• [TASK OBJECTIVE] Whenever a line in the following entries includes "match", tally it. Report nothing except the final count.

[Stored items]
________________________

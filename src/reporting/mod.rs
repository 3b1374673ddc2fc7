//! Report and plot artifact generation.
//!
//! Renders an [`EdaReport`] to `eda_report.txt` and `eda_report.json`, and
//! writes text plot artifacts (histograms, missingness overview) under
//! `<out>/plots/`. Each plot artifact is individually fallible: a failure is
//! logged, recorded as a note in the report, and never aborts the pipeline.

use crate::config::PipelineConfig;
use crate::error::{PrepError, Result};
use crate::profiler::EdaReport;
use crate::schema::{ColumnKind, TableSchema};
use crate::utils::numeric_values;
use chrono::Local;
use polars::prelude::*;
use std::fmt::Write as _;
use std::fs;
use std::path::PathBuf;
use tracing::{info, warn};

/// Number of bins used in histogram artifacts.
const HISTOGRAM_BINS: usize = 10;

/// Maximum bar width, in characters.
const BAR_WIDTH: usize = 50;

/// Number of leading rows shown in the missingness overview.
const MISSINGNESS_ROWS: usize = 100;

/// Writes the EDA report and plot artifacts to disk.
pub struct ReportGenerator {
    output_dir: PathBuf,
}

impl ReportGenerator {
    pub fn new(output_dir: impl Into<PathBuf>) -> Self {
        Self {
            output_dir: output_dir.into(),
        }
    }

    /// Write report text, report JSON and all plot artifacts.
    ///
    /// Plot failures degrade to notes appended to the report; the report files
    /// themselves are required to succeed.
    pub fn write_all(
        &self,
        df: &DataFrame,
        schema: &TableSchema,
        report: &EdaReport,
        config: &PipelineConfig,
    ) -> Result<()> {
        let plots_dir = self.output_dir.join("plots");
        fs::create_dir_all(&plots_dir)?;

        let mut report = report.clone();
        self.write_plots(df, schema, config, &plots_dir, &mut report.notes);

        let text_path = self.output_dir.join("eda_report.txt");
        fs::write(&text_path, Self::render_text(&report))?;
        info!("EDA report written to {}", text_path.display());

        let json_path = self.output_dir.join("eda_report.json");
        let json = serde_json::to_string_pretty(&report)?;
        fs::write(&json_path, json)?;

        Ok(())
    }

    /// Render the report as human-readable text.
    pub fn render_text(report: &EdaReport) -> String {
        let mut out = String::new();
        let _ = writeln!(out, "EDA Report");
        let _ = writeln!(out, "==========");
        let _ = writeln!(out, "Generated: {}", Local::now().format("%Y-%m-%d %H:%M:%S"));
        let _ = writeln!(out);
        let _ = writeln!(out, "Shape: {} rows x {} columns", report.shape.0, report.shape.1);
        let _ = writeln!(out);

        let _ = writeln!(
            out,
            "{:<22} {:<12} {:>9} {:>8} {:>12} {:>12}",
            "Column", "Kind", "Missing %", "Unique", "Mean", "Std"
        );
        let _ = writeln!(out, "{}", "-".repeat(80));
        for col in &report.column_profiles {
            let kind = match col.kind {
                ColumnKind::Numeric => "numeric",
                ColumnKind::Categorical => "categorical",
            };
            let fmt_opt = |v: Option<f64>| match v {
                Some(v) => format!("{:.3}", v),
                None => "-".to_string(),
            };
            let _ = writeln!(
                out,
                "{:<22} {:<12} {:>9.1} {:>8} {:>12} {:>12}",
                col.name,
                kind,
                col.missing_percentage,
                col.unique_count,
                fmt_opt(col.mean),
                fmt_opt(col.std),
            );
        }
        let _ = writeln!(out);

        let with_missing: Vec<_> = report
            .column_profiles
            .iter()
            .filter(|c| c.missing_count > 0)
            .collect();
        let _ = writeln!(out, "Missing / unknown counts (cols with >0):");
        if with_missing.is_empty() {
            let _ = writeln!(out, "  none");
        } else {
            for col in with_missing {
                let _ = writeln!(out, "  {:<22} {}", col.name, col.missing_count);
            }
        }
        let _ = writeln!(out);

        if !report.correlations.is_empty() {
            let _ = writeln!(out, "Correlations (numeric pairs):");
            for (a, b, r) in &report.correlations {
                let _ = writeln!(out, "  {:<22} {:<22} {:+.4}", a, b, r);
            }
            let _ = writeln!(out);
        }

        let skewed: Vec<_> = report
            .column_profiles
            .iter()
            .filter_map(|c| c.skewness.map(|s| (c.name.as_str(), s)))
            .collect();
        if !skewed.is_empty() {
            let _ = writeln!(out, "Skewness (numeric cols):");
            let mut skewed = skewed;
            skewed.sort_by(|a, b| b.1.partial_cmp(&a.1).unwrap_or(std::cmp::Ordering::Equal));
            for (name, skew) in skewed {
                let _ = writeln!(out, "  {:<22} {:+.4}", name, skew);
            }
            let _ = writeln!(out);
        }

        if let Some(balance) = &report.target_balance {
            let _ = writeln!(out, "Target class balance (y):");
            for (class, count) in balance {
                let _ = writeln!(out, "  {:<22} {}", class, count);
            }
            let _ = writeln!(out);
        }

        if !report.notes.is_empty() {
            let _ = writeln!(out, "Notes:");
            for note in &report.notes {
                let _ = writeln!(out, "  - {}", note);
            }
        }

        out
    }

    /// Write all plot artifacts; failures become notes, never errors.
    fn write_plots(
        &self,
        df: &DataFrame,
        schema: &TableSchema,
        config: &PipelineConfig,
        plots_dir: &std::path::Path,
        notes: &mut Vec<String>,
    ) {
        for col_name in schema
            .numeric_columns()
            .into_iter()
            .take(config.max_plot_columns)
        {
            if let Err(e) = Self::write_histogram(df, col_name, plots_dir) {
                warn!("Could not produce histogram for '{}': {}", col_name, e);
                notes.push(format!("Could not produce histogram for '{}'", col_name));
            }
        }

        if let Err(e) = Self::write_missingness(df, schema, plots_dir) {
            warn!("Could not produce missingness overview: {}", e);
            notes.push("Could not produce missingness overview".to_string());
        }
    }

    /// Render a text histogram of one numeric column.
    fn write_histogram(
        df: &DataFrame,
        col_name: &str,
        plots_dir: &std::path::Path,
    ) -> Result<()> {
        let col = df
            .column(col_name)
            .map_err(|_| PrepError::ColumnNotFound(col_name.to_string()))?;
        let values = numeric_values(col.as_materialized_series())?;
        if values.is_empty() {
            return Err(PrepError::ReportGenerationFailed(format!(
                "column '{}' has no observed values",
                col_name
            )));
        }

        let min = values.iter().copied().fold(f64::INFINITY, f64::min);
        let max = values.iter().copied().fold(f64::NEG_INFINITY, f64::max);
        let width = if max > min { max - min } else { 1.0 };

        let mut counts = vec![0usize; HISTOGRAM_BINS];
        for v in &values {
            let idx = (((v - min) / width) * HISTOGRAM_BINS as f64) as usize;
            counts[idx.min(HISTOGRAM_BINS - 1)] += 1;
        }
        let peak = counts.iter().copied().max().unwrap_or(1).max(1);

        let mut out = String::new();
        let _ = writeln!(out, "Histogram: {}", col_name);
        let _ = writeln!(out, "n={} min={:.3} max={:.3}", values.len(), min, max);
        let _ = writeln!(out);
        for (i, count) in counts.iter().enumerate() {
            let lo = min + width * i as f64 / HISTOGRAM_BINS as f64;
            let hi = min + width * (i + 1) as f64 / HISTOGRAM_BINS as f64;
            let bar = "#".repeat(count * BAR_WIDTH / peak);
            let _ = writeln!(out, "[{:>12.3}, {:>12.3}) {:>7} |{}", lo, hi, count, bar);
        }

        fs::write(plots_dir.join(format!("hist_{}.txt", col_name)), out)?;
        Ok(())
    }

    /// Render a per-row missingness overview for the first rows of the table.
    ///
    /// Each row is a line of '.' (present) and 'x' (missing) per schema
    /// column; `"unknown"` cells in categorical columns count as missing.
    fn write_missingness(
        df: &DataFrame,
        schema: &TableSchema,
        plots_dir: &std::path::Path,
    ) -> Result<()> {
        let mut col_names: Vec<&str> = schema.numeric_columns();
        col_names.extend(schema.categorical_columns());
        col_names.retain(|n| df.column(n).is_ok());

        let rows = df.height().min(MISSINGNESS_ROWS);
        let mut out = String::new();
        let _ = writeln!(out, "Missingness overview (first {} rows)", rows);
        let _ = writeln!(out, "Columns: {}", col_names.join(", "));
        let _ = writeln!(out);

        for i in 0..rows {
            let mut line = String::with_capacity(col_names.len());
            for name in &col_names {
                let col = df.column(name)?;
                let value = col.get(i)?;
                let missing = value.is_null()
                    || (schema.kind(name) == Some(ColumnKind::Categorical)
                        && value.to_string().contains(crate::cleaner::MISSING_SENTINEL));
                line.push(if missing { 'x' } else { '.' });
            }
            let _ = writeln!(out, "{:>5} {}", i, line);
        }

        fs::write(plots_dir.join("missingness.txt"), out)?;
        Ok(())
    }
}
//! Configuration for the data preparation pipeline.
//!
//! Dataset URL and output locations are explicit configuration passed to the
//! loader and orchestrator, never process-wide state. Built with the builder
//! pattern for ergonomic setup.

use serde::{Deserialize, Serialize};
use std::path::PathBuf;

/// Default UCI Bank Marketing archive URL.
pub const DEFAULT_DATA_URL: &str =
    "https://archive.ics.uci.edu/ml/machine-learning-databases/00222/bank-additional.zip";

/// Path of the CSV inside the extracted archive, relative to the data dir.
pub const DATA_FILE_RELATIVE: &str = "bank-additional/bank-additional-full.csv";

/// Configuration for the preparation pipeline.
///
/// Use [`PipelineConfig::builder()`] to construct one.
#[derive(Debug, Clone, Serialize, Deserialize)]
pub struct PipelineConfig {
    /// URL of the zip archive to download when the local cache is absent.
    pub data_url: String,

    /// Directory holding the downloaded/extracted dataset.
    /// Default: "data"
    pub data_dir: PathBuf,

    /// Output directory for the processed dataset and reports.
    /// Default: "outputs"
    pub output_dir: PathBuf,

    /// IQR fence multiplier for outlier capping.
    /// Default: 1.5
    pub iqr_multiplier: f64,

    /// Maximum number of numeric columns to render plot artifacts for.
    /// Default: 8
    pub max_plot_columns: usize,

    /// Whether to write the EDA report and plot artifacts.
    /// Default: true
    pub generate_reports: bool,
}

impl Default for PipelineConfig {
    fn default() -> Self {
        Self {
            data_url: DEFAULT_DATA_URL.to_string(),
            data_dir: PathBuf::from("data"),
            output_dir: PathBuf::from("outputs"),
            iqr_multiplier: 1.5,
            max_plot_columns: 8,
            generate_reports: true,
        }
    }
}

impl PipelineConfig {
    /// Create a new configuration builder.
    pub fn builder() -> PipelineConfigBuilder {
        PipelineConfigBuilder::default()
    }

    /// Absolute path of the cached dataset CSV.
    pub fn data_path(&self) -> PathBuf {
        self.data_dir.join(DATA_FILE_RELATIVE)
    }

    /// Path of the processed output CSV.
    pub fn processed_path(&self) -> PathBuf {
        self.output_dir.join("processed.csv")
    }

    /// Directory for plot artifacts.
    pub fn plots_dir(&self) -> PathBuf {
        self.output_dir.join("plots")
    }

    /// Validate the configuration and return errors if invalid.
    pub fn validate(&self) -> Result<(), ConfigValidationError> {
        if !self.iqr_multiplier.is_finite() || self.iqr_multiplier <= 0.0 {
            return Err(ConfigValidationError::InvalidIqrMultiplier(
                self.iqr_multiplier,
            ));
        }
        if self.data_url.is_empty() {
            return Err(ConfigValidationError::EmptyDataUrl);
        }
        Ok(())
    }
}

/// Errors that can occur during configuration validation.
#[derive(Debug, thiserror::Error)]
pub enum ConfigValidationError {
    #[error("Invalid IQR multiplier: {0} (must be a positive finite number)")]
    InvalidIqrMultiplier(f64),

    #[error("Dataset URL must not be empty")]
    EmptyDataUrl,
}

/// Builder for [`PipelineConfig`].
#[derive(Debug, Default)]
pub struct PipelineConfigBuilder {
    data_url: Option<String>,
    data_dir: Option<PathBuf>,
    output_dir: Option<PathBuf>,
    iqr_multiplier: Option<f64>,
    max_plot_columns: Option<usize>,
    generate_reports: Option<bool>,
}

impl PipelineConfigBuilder {
    /// Set the dataset archive URL.
    pub fn data_url(mut self, url: impl Into<String>) -> Self {
        self.data_url = Some(url.into());
        self
    }

    /// Set the directory for the downloaded/extracted dataset.
    pub fn data_dir(mut self, path: impl Into<PathBuf>) -> Self {
        self.data_dir = Some(path.into());
        self
    }

    /// Set the output directory for reports and the processed dataset.
    pub fn output_dir(mut self, path: impl Into<PathBuf>) -> Self {
        self.output_dir = Some(path.into());
        self
    }

    /// Set the IQR fence multiplier used for outlier capping.
    pub fn iqr_multiplier(mut self, k: f64) -> Self {
        self.iqr_multiplier = Some(k);
        self
    }

    /// Set the maximum number of numeric columns to plot.
    pub fn max_plot_columns(mut self, n: usize) -> Self {
        self.max_plot_columns = Some(n);
        self
    }

    /// Enable or disable report and plot generation.
    pub fn generate_reports(mut self, generate: bool) -> Self {
        self.generate_reports = Some(generate);
        self
    }

    /// Build the configuration.
    ///
    /// Returns a validated `PipelineConfig` or an error if validation fails.
    pub fn build(self) -> Result<PipelineConfig, ConfigValidationError> {
        let config = PipelineConfig {
            data_url: self.data_url.unwrap_or_else(|| DEFAULT_DATA_URL.to_string()),
            data_dir: self.data_dir.unwrap_or_else(|| PathBuf::from("data")),
            output_dir: self.output_dir.unwrap_or_else(|| PathBuf::from("outputs")),
            iqr_multiplier: self.iqr_multiplier.unwrap_or(1.5),
            max_plot_columns: self.max_plot_columns.unwrap_or(8),
            generate_reports: self.generate_reports.unwrap_or(true),
        };

        config.validate()?;
        Ok(config)
    }
}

________________________

• [EXERCISE OUTPUT] 2